Exactly, memory and time are orthogonal, shift one and you must shift the other in the opposite direction to achieve the same goal (like the solutions run along a diagonal line between the axis).
I’m getting into speculation territory here but it seems intuitively correct (I’m pretty sure I’m going to find out if I’m in left field here):
Without having any formal cites or definitions, I’m sure there is some math behind the nature of the algorithm and how much (energy? not sure the right term) is contained within the code, contained within the CPU logic, contained within the memory being used and the amount of time to produce a result.
Ultimately it seems like there is a continuum of solutions to problems, from the fully enumerated (no algorithm required), to the nothing-enumerated-everything-calculated, but there is conservation of something (most likely energy).
Our current setup of having logic embedded in a CPU and having instructions in an algorithm that get executed and memory for storing state seems like it’s just compression of information and it resides somewhere along that continuum.
The 1986 Obfuscated C contest has a little messy gem (august.c) that calculates digits of e until it runs out of memory and dumps core. Thought of it because it’s the right year range for you.
It is not really a matter of “our current setup”, it is endemic to basically all math and logic. Computation represents the destruction of information. For instance, when you look at “2 + 2 = 4”, the result on the right is what we would consider useful but the part on the left, which we ultimately discard, contains more information. “e = mc^2” is more useful to most people than the pages and pages of arcane math that lead to it.

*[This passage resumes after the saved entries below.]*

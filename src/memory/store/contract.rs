//! 所有 [`ConversationStore`] 实现共用的行为测试

use super::ConversationStore;
use crate::error::{JarvisError, StoreError};
use crate::memory::types::{MessageKind, MessageRole, NewMessage, ToolCallRecord};
use serde_json::json;

pub(crate) async fn run_all(store: &dyn ConversationStore) {
    conversation_lifecycle(store).await;
    updated_at_only_moves_on_append(store).await;
    listing_order_and_archive(store).await;
    unknown_conversation(store).await;
    message_order_and_tail_cut(store).await;
    message_payload_roundtrip(store).await;
    user_fact_upsert(store).await;
}

async fn conversation_lifecycle(store: &dyn ConversationStore) {
    let id = store.create_conversation(None).await.unwrap();
    let conv = store.get_conversation(&id).await.unwrap().unwrap();
    assert_eq!(conv.id, id);
    assert_eq!(conv.title, None);
    assert!(!conv.archived);
    assert!(!conv.title_locked);
    assert_eq!(conv.created_at, conv.updated_at);

    let titled = store.create_conversation(Some("周末计划")).await.unwrap();
    let conv = store.get_conversation(&titled).await.unwrap().unwrap();
    assert_eq!(conv.title.as_deref(), Some("周末计划"));
    assert!(conv.title_locked, "显式标题应锁定");

    store.update_conversation_title(&id, "新标题").await.unwrap();
    store.lock_conversation_title(&id).await.unwrap();
    let conv = store.get_conversation(&id).await.unwrap().unwrap();
    assert_eq!(conv.title.as_deref(), Some("新标题"));
    assert!(conv.title_locked);
}

async fn updated_at_only_moves_on_append(store: &dyn ConversationStore) {
    let id = store.create_conversation(None).await.unwrap();
    let before = store.get_conversation(&id).await.unwrap().unwrap();

    store.update_conversation_title(&id, "标题").await.unwrap();
    store.get_messages(&id, 10).await.unwrap();
    let after_title = store.get_conversation(&id).await.unwrap().unwrap();
    assert_eq!(after_title.updated_at, before.updated_at, "改标题和读取不应前移 updated_at");

    store.add_message(&id, NewMessage::user("hi")).await.unwrap();
    let after_one = store.get_conversation(&id).await.unwrap().unwrap();
    assert!(after_one.updated_at > before.updated_at);

    store.add_message(&id, NewMessage::assistant("hello", vec![])).await.unwrap();
    let after_two = store.get_conversation(&id).await.unwrap().unwrap();
    assert!(after_two.updated_at > after_one.updated_at);
    assert_eq!(after_two.created_at, before.created_at);
}

async fn listing_order_and_archive(store: &dyn ConversationStore) {
    let first = store.create_conversation(None).await.unwrap();
    let second = store.create_conversation(None).await.unwrap();
    let third = store.create_conversation(None).await.unwrap();

    // first 最近有消息，应排在最前
    store.add_message(&first, NewMessage::user("ping")).await.unwrap();

    let listed = store.list_conversations(3, false).await.unwrap();
    let ids: Vec<&str> = listed.iter().map(|c| c.id.as_str()).collect();
    assert_eq!(ids, vec![first.as_str(), third.as_str(), second.as_str()]);

    store.archive_conversation(&third).await.unwrap();
    let listed = store.list_conversations(100, false).await.unwrap();
    assert!(listed.iter().all(|c| c.id != third));
    let listed = store.list_conversations(100, true).await.unwrap();
    assert!(listed.iter().any(|c| c.id == third && c.archived));

    // 归档后仍可按 ID 读取
    assert!(store.get_conversation(&third).await.unwrap().unwrap().archived);

    assert_eq!(store.list_conversations(1, true).await.unwrap().len(), 1);
    assert!(store.list_conversations(0, true).await.unwrap().is_empty());
}

async fn unknown_conversation(store: &dyn ConversationStore) {
    assert!(store.get_conversation("missing").await.unwrap().is_none());

    let err = store
        .add_message("missing", NewMessage::user("hi"))
        .await
        .unwrap_err();
    assert!(matches!(
        err,
        JarvisError::Store(StoreError::ConversationNotFound(ref id)) if id == "missing"
    ));
    assert!(matches!(
        store.update_conversation_title("missing", "t").await,
        Err(JarvisError::Store(StoreError::ConversationNotFound(_)))
    ));
    assert!(matches!(
        store.archive_conversation("missing").await,
        Err(JarvisError::Store(StoreError::ConversationNotFound(_)))
    ));
    assert!(matches!(
        store.lock_conversation_title("missing").await,
        Err(JarvisError::Store(StoreError::ConversationNotFound(_)))
    ));
    assert!(store.get_messages("missing", 10).await.unwrap().is_empty());
    assert!(store.get_recent_messages("missing", 10).await.unwrap().is_empty());
}

async fn message_order_and_tail_cut(store: &dyn ConversationStore) {
    let id = store.create_conversation(None).await.unwrap();
    let other = store.create_conversation(None).await.unwrap();
    for i in 1..=5 {
        store
            .add_message(&id, NewMessage::user(format!("m{i}")))
            .await
            .unwrap();
        store
            .add_message(&other, NewMessage::user(format!("other{i}")))
            .await
            .unwrap();
    }

    let contents = |msgs: Vec<crate::memory::types::StoredMessage>| {
        msgs.into_iter().map(|m| m.content).collect::<Vec<_>>()
    };

    let head = store.get_messages(&id, 2).await.unwrap();
    assert_eq!(contents(head), vec!["m1", "m2"]);

    let tail = store.get_recent_messages(&id, 3).await.unwrap();
    assert!(tail.windows(2).all(|w| w[0].created_at < w[1].created_at));
    assert_eq!(contents(tail), vec!["m3", "m4", "m5"]);

    let all = store.get_recent_messages(&id, 50).await.unwrap();
    assert_eq!(all.len(), 5);
    assert!(all.iter().all(|m| m.conversation_id == id));

    assert!(store.get_recent_messages(&id, 0).await.unwrap().is_empty());
}

async fn message_payload_roundtrip(store: &dyn ConversationStore) {
    let id = store.create_conversation(None).await.unwrap();
    let calls = vec![
        ToolCallRecord::new("a1", "calc", json!({"x": 1})),
        ToolCallRecord::new("a2", "weather", json!({"city": "Pune"})),
    ];
    store
        .add_message(&id, NewMessage::system("你是 JARVIS"))
        .await
        .unwrap();
    store
        .add_message(&id, NewMessage::assistant("", calls.clone()))
        .await
        .unwrap();
    let tool_id = store
        .add_message(
            &id,
            NewMessage::tool("calc", "4", "a1", Some(r#"{"x":1}"#.to_string()))
                .with_message_type("tool_result"),
        )
        .await
        .unwrap();

    let msgs = store.get_messages(&id, 10).await.unwrap();
    assert_eq!(msgs.len(), 3);
    assert_eq!(msgs[0].role(), MessageRole::System);
    assert_eq!(msgs[0].message_type, "text");
    assert_eq!(msgs[1].kind.tool_calls(), calls.as_slice());
    assert_eq!(msgs[2].id, tool_id);
    assert_eq!(msgs[2].message_type, "tool_result");
    assert_eq!(msgs[2].kind.tool_args(), Some(r#"{"x":1}"#));
    assert_eq!(msgs[1].kind.tool_args(), None);
    assert_eq!(
        msgs[2].kind,
        MessageKind::Tool {
            tool_call_id: Some("a1".to_string()),
            tool_name: Some("calc".to_string()),
            tool_args: Some(r#"{"x":1}"#.to_string()),
        }
    );
}

async fn user_fact_upsert(store: &dyn ConversationStore) {
    assert!(store.get_user_facts(None).await.unwrap().is_empty());

    store.set_user_fact("pref", "drink", "coffee", 0.6).await.unwrap();
    store.set_user_fact("pref", "color", "blue", 1.0).await.unwrap();
    store.set_user_fact("bio", "city", "Pune", 0.9).await.unwrap();

    let before = store.get_user_facts(Some("pref")).await.unwrap();
    let drink_before = before.iter().find(|f| f.key == "drink").unwrap().clone();

    store.set_user_fact("pref", "drink", "tea", 0.8).await.unwrap();

    let all = store.get_user_facts(None).await.unwrap();
    assert_eq!(all.len(), 3, "upsert 不应产生重复行");
    let keys: Vec<(&str, &str)> = all
        .iter()
        .map(|f| (f.fact_type.as_str(), f.key.as_str()))
        .collect();
    assert_eq!(keys, vec![("bio", "city"), ("pref", "color"), ("pref", "drink")]);

    let prefs = store.get_user_facts(Some("pref")).await.unwrap();
    assert_eq!(prefs.len(), 2);
    // 按 updated_at 倒序：刚更新的 drink 在前
    assert_eq!(prefs[0].key, "drink");
    assert_eq!(prefs[0].value, "tea");
    assert_eq!(prefs[0].confidence, 0.8);
    assert_eq!(prefs[0].id, drink_before.id);
    assert_eq!(prefs[0].created_at, drink_before.created_at);
    assert!(prefs[0].updated_at > drink_before.updated_at);

    assert!(matches!(
        store.set_user_fact("pref", "size", "L", 1.2).await,
        Err(JarvisError::Store(StoreError::InvalidRecord(_)))
    ));
    assert!(store.get_user_facts(Some("nothing")).await.unwrap().is_empty());
}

Computers do not “compress information” they destroy it in pursuit of a useful result. This is why they produce waste heat. The programmer generally tries to seek the most efficient path of destruction (if there is one, given the constraints of the working environment). Pages and pages could be put forth on the subject of optimization, its history, and how to optimize your optimization process (not get obsessive and do too much).
“compress” does seem like the wrong term, but so does “destruction”.
“transformation” (with conservation of energy) seems like the correct term.
Are you knowledgeable on this topic to the point I should trust the “destruction” term, or is it your opinion?
I googled and found this, but it was just the first link and I don’t know if it is the accepted theory or not:
“Chaitin’s Algorithmic Information Theory shows that information is
conserved under formal mathematical operations and, equivalently, under
computer operations.”
No, it is not my opinion. Computers literally destroy information. Imagine that you could read through and comprehend, at least nominally, Einstein’s math that arrives at “e = mc^2”. As soon as you understand it, you will start to mentally lose hold of the pages of formulae. They will not be physically lost (still on paper), but, unless you have a photographic memory, prettymuch all you will retain is the result. This is basically the manner in which computers destroy information. Chaitin’s theory is not really applicable to my point.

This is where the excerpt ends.